By Matthew A. Feigin
October 02, 2015

An old joke holds that there are two responses that are correct for any legal question. The first is, “It depends.” The second is, “The answer is different in Louisiana.”

Those responses may be all a matrimonial practitioner can offer to basic questions about a pre-nuptial agreement: “Is our agreement binding?” “Do I have to disclose all my assets?” “Can we sign it on the morning of the wedding?”
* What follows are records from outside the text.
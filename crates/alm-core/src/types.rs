//! Core value types for layout specifications.

use std::fmt;

use crate::errors::{LayoutError, LayoutResult};

/// Axis of a grid line.
#[derive(Debug, Clone, Copy, PartialEq, Eq, Hash)]
#[cfg_attr(feature = "serde", derive(serde::Serialize, serde::Deserialize))]
pub enum Axis {
    /// Vertical grid line (x-tab), positions left/right edges
    Vertical,
    /// Horizontal grid line (y-tab), positions top/bottom edges
    Horizontal,
}

impl fmt::Display for Axis {
    fn fmt(&self, f: &mut fmt::Formatter<'_>) -> fmt::Result {
        match self {
            Axis::Vertical => write!(f, "vertical"),
            Axis::Horizontal => write!(f, "horizontal"),
        }
    }
}

/// Relational operator of a constraint.
#[derive(Debug, Clone, Copy, PartialEq, Eq, Hash)]
#[cfg_attr(feature = "serde", derive(serde::Serialize, serde::Deserialize))]
pub enum Operator {
    Le,
    Eq,
    Ge,
}

impl fmt::Display for Operator {
    fn fmt(&self, f: &mut fmt::Formatter<'_>) -> fmt::Result {
        match self {
            Operator::Le => write!(f, "<="),
            Operator::Eq => write!(f, "="),
            Operator::Ge => write!(f, ">="),
        }
    }
}

/// Direction of a caller-supplied objective.
#[derive(Debug, Clone, Copy, PartialEq, Eq, Default)]
#[cfg_attr(feature = "serde", derive(serde::Serialize, serde::Deserialize))]
pub enum Optimization {
    #[default]
    Minimize,
    Maximize,
}

/// Penalty attached to a soft constraint.
///
/// A violation of `v` costs `weight * v` in the objective. Tiers with a
/// higher `priority` are minimized first by the lexicographic strategy.
#[derive(Debug, Clone, Copy, PartialEq)]
#[cfg_attr(feature = "serde", derive(serde::Serialize, serde::Deserialize))]
pub struct Penalty {
    pub weight: f64,
    pub priority: i32,
}

impl Penalty {
    pub fn new(weight: f64, priority: i32) -> LayoutResult<Self> {
        Ok(Self {
            weight: validate_weight(weight)?,
            priority,
        })
    }

    /// A penalty in the default tier.
    pub fn weight(weight: f64) -> LayoutResult<Self> {
        Self::new(weight, 0)
    }
}

/// Closed interval a variable must lie in. Infinite ends are unbounded.
#[derive(Debug, Clone, Copy, PartialEq)]
#[cfg_attr(feature = "serde", derive(serde::Serialize, serde::Deserialize))]
pub struct Bounds {
    pub min: f64,
    pub max: f64,
}

impl Bounds {
    pub const UNBOUNDED: Bounds = Bounds {
        min: f64::NEG_INFINITY,
        max: f64::INFINITY,
    };

    /// Fails for NaN ends, `min > max`, and ranges with no finite point
    /// (`min = +inf` or `max = -inf`).
    pub fn new(min: f64, max: f64) -> LayoutResult<Self> {
        if min.is_nan() || max.is_nan() || min > max || min == f64::INFINITY || max == f64::NEG_INFINITY {
            return Err(LayoutError::InvalidRange { min, max });
        }
        Ok(Self { min, max })
    }

    pub fn contains(&self, value: f64) -> bool {
        value >= self.min && value <= self.max
    }

    pub fn is_unbounded(&self) -> bool {
        self.min == f64::NEG_INFINITY && self.max == f64::INFINITY
    }
}

impl Default for Bounds {
    fn default() -> Self {
        Self::UNBOUNDED
    }
}

/// Check a penalty weight: finite and non-negative.
pub fn validate_weight(weight: f64) -> LayoutResult<f64> {
    if weight.is_finite() && weight >= 0.0 {
        Ok(weight)
    } else {
        Err(LayoutError::InvalidWeight { weight })
    }
}

/// Check a coefficient or constant: finite.
pub fn validate_coefficient(value: f64) -> LayoutResult<f64> {
    if value.is_finite() {
        Ok(value)
    } else {
        Err(LayoutError::InvalidCoefficient { value })
    }
}
//! Detached solves.
//!
//! [`LinearSpec::prepare`](crate::LinearSpec::prepare) snapshots the
//! specification into a [`SolveJob`] that owns everything the solver needs,
//! so the job can run on another thread while the specification stays
//! available. [`LinearSpec::publish`](crate::LinearSpec::publish) accepts
//! the resulting [`SolveOutcome`] only if nothing was mutated in between.

use std::time::{Duration, Instant};

use alm_core::{LayoutResult, SolverConfig};
use alm_simplex::{LpSolver, Simplex};
use log::debug;

use crate::assemble::{Assembly, Assignment};
use crate::variable::SpecId;

/// A self-contained solve of one specification generation.
#[derive(Debug, Clone)]
pub struct SolveJob {
    pub(crate) spec: SpecId,
    pub(crate) generation: u64,
    pub(crate) assembly: Assembly,
    pub(crate) config: SolverConfig,
}

impl SolveJob {
    /// Generation of the specification this job was prepared from.
    pub fn generation(&self) -> u64 {
        self.generation
    }

    /// The default backend, configured from the specification's config.
    pub fn solver(&self) -> Simplex {
        Simplex::new()
            .with_tolerance(self.config.tolerance)
            .with_max_iterations(self.config.max_iterations)
    }

    /// Run the job. Pure: touches nothing but the job itself.
    pub fn run<S: LpSolver + ?Sized>(self, solver: &S) -> SolveOutcome {
        debug!(
            "solving generation {}: {} variables, {} columns, {} rows",
            self.generation,
            self.assembly.variables.len(),
            self.assembly.num_columns(),
            self.assembly.num_rows()
        );

        let started = Instant::now();
        let result = self.assembly.run(solver);

        SolveOutcome {
            spec: self.spec,
            generation: self.generation,
            variables: self.assembly.variables,
            result,
            elapsed: started.elapsed(),
        }
    }
}

/// Result of running a [`SolveJob`], waiting to be published.
#[derive(Debug, Clone)]
pub struct SolveOutcome {
    pub(crate) spec: SpecId,
    pub(crate) generation: u64,
    pub(crate) variables: Vec<u32>,
    pub(crate) result: LayoutResult<Assignment>,
    pub(crate) elapsed: Duration,
}

impl SolveOutcome {
    pub fn generation(&self) -> u64 {
        self.generation
    }

    pub fn is_success(&self) -> bool {
        self.result.is_ok()
    }

    pub fn elapsed(&self) -> Duration {
        self.elapsed
    }
}

#[cfg(test)]
mod tests {
    use crate::{LinearSpec, Operator, SolverConfig};

    #[test]
    fn test_solver_follows_config() {
        let mut spec = LinearSpec::with_config(SolverConfig {
            max_iterations: 7,
            ..SolverConfig::default()
        });
        spec.add_variable().unwrap();

        let solver = spec.prepare().unwrap().solver();
        assert_eq!(solver.max_iterations(), 7);
    }

    #[test]
    fn test_job_outlives_mutation() {
        let mut spec = LinearSpec::new();
        let x = spec.add_variable().unwrap();
        spec.add_constraint([(1.0, x)], Operator::Ge, 3.0).unwrap();

        let job = spec.prepare().unwrap();
        assert_eq!(job.generation(), spec.generation());
        spec.add_constraint([(1.0, x)], Operator::Le, 1.0).unwrap();

        // The job still solves the contents it was prepared from
        let outcome = job.run(&alm_simplex::Simplex::new());
        assert!(outcome.is_success());
        assert!(outcome.generation() < spec.generation());
    }

    #[test]
    fn test_failed_outcome() {
        let mut spec = LinearSpec::new();
        let x = spec.add_variable().unwrap();
        spec.add_constraint([(1.0, x)], Operator::Ge, 3.0).unwrap();
        spec.add_constraint([(1.0, x)], Operator::Le, 1.0).unwrap();

        let job = spec.prepare().unwrap();
        let solver = job.solver();
        assert!(!job.run(&solver).is_success());
    }
}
The answers to those questions depend, among many other factors, on the jurisdiction whose law will be used to determine whether the agreement is enforceable. It can be difficult ' if not impossible ' to determine which jurisdiction that will be. The agreement could be tested in the courts of any state where an action for divorce might be filed. Even at the time of marriage, the practitioner could have several such jurisdictions to consider. For example, the couple might have homes in two different states; they might sign their agreement in a third state and celebrate their marriage in a fourth. To craft an enforceable agreement, a practitioner must consider the choice-of-law rules and perhaps the substantive laws of all those four states. Even so, a divorce action might be filed decades later, at which time the parties could be living, and therefore litigating, in a fifth state that neither of them could have anticipated when they married. (The even more serious questions faced by couples who cannot say in what nation they will live are beyond the scope of this article.)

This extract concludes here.